--- Data for this exercise ---

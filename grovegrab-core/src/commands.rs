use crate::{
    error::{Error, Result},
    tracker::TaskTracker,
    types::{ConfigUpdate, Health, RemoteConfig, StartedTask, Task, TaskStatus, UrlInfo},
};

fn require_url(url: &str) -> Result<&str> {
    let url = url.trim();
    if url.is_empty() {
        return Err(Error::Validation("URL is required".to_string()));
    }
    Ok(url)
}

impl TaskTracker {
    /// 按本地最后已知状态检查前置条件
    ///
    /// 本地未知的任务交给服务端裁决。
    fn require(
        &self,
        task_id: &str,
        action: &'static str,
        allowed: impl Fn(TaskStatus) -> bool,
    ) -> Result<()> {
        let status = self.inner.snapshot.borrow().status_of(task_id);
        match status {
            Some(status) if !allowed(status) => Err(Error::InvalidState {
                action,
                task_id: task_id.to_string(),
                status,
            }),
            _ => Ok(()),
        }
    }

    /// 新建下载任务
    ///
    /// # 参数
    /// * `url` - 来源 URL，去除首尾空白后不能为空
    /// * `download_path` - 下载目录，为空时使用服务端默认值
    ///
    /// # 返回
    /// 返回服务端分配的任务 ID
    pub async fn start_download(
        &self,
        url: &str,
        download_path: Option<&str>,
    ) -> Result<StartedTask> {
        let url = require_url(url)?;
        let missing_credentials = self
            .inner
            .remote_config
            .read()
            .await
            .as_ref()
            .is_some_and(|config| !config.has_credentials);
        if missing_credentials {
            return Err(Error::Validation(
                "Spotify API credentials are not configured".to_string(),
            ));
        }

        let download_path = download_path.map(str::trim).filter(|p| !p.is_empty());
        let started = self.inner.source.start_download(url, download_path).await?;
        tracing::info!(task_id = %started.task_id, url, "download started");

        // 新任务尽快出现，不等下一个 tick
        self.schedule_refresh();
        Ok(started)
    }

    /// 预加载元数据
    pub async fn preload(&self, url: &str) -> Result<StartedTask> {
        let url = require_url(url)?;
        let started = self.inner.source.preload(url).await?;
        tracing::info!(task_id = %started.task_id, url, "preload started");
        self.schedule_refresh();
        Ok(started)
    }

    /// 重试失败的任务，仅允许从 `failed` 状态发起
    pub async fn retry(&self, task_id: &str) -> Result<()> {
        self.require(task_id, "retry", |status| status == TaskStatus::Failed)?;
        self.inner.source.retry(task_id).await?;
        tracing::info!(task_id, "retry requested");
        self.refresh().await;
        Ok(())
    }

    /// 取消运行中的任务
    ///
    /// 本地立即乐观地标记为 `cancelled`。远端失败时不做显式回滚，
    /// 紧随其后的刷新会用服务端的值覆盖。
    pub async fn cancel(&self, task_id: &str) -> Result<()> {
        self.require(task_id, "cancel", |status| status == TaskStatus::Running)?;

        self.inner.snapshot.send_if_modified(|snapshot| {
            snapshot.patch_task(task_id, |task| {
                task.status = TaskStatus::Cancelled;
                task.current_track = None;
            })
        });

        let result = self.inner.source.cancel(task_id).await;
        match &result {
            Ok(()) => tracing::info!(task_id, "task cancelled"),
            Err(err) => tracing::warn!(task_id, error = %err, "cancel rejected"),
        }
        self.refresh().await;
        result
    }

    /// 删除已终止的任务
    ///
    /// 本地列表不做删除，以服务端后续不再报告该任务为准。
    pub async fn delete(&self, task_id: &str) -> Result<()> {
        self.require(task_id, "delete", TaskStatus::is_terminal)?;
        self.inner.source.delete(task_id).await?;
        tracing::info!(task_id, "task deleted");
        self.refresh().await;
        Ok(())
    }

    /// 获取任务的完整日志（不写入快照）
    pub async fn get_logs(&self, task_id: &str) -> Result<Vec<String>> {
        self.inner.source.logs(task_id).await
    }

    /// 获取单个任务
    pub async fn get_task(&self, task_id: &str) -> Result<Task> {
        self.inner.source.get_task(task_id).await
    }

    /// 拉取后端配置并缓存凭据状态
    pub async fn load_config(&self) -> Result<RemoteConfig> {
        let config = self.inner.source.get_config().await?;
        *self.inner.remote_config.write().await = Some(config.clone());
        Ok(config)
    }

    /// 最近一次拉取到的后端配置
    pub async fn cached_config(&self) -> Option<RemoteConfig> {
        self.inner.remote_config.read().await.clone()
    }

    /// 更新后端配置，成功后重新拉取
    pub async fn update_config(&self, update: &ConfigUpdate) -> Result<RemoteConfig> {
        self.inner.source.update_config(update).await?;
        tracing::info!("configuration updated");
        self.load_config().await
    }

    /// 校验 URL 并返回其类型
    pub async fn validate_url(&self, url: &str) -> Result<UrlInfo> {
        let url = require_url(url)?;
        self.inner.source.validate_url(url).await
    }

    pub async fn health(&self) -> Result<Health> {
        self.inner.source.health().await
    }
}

---

◆ **Work task**
Return the number of lines in the material holding the string "StartedTask", and no other text.

◆ **Response to the exercise**
3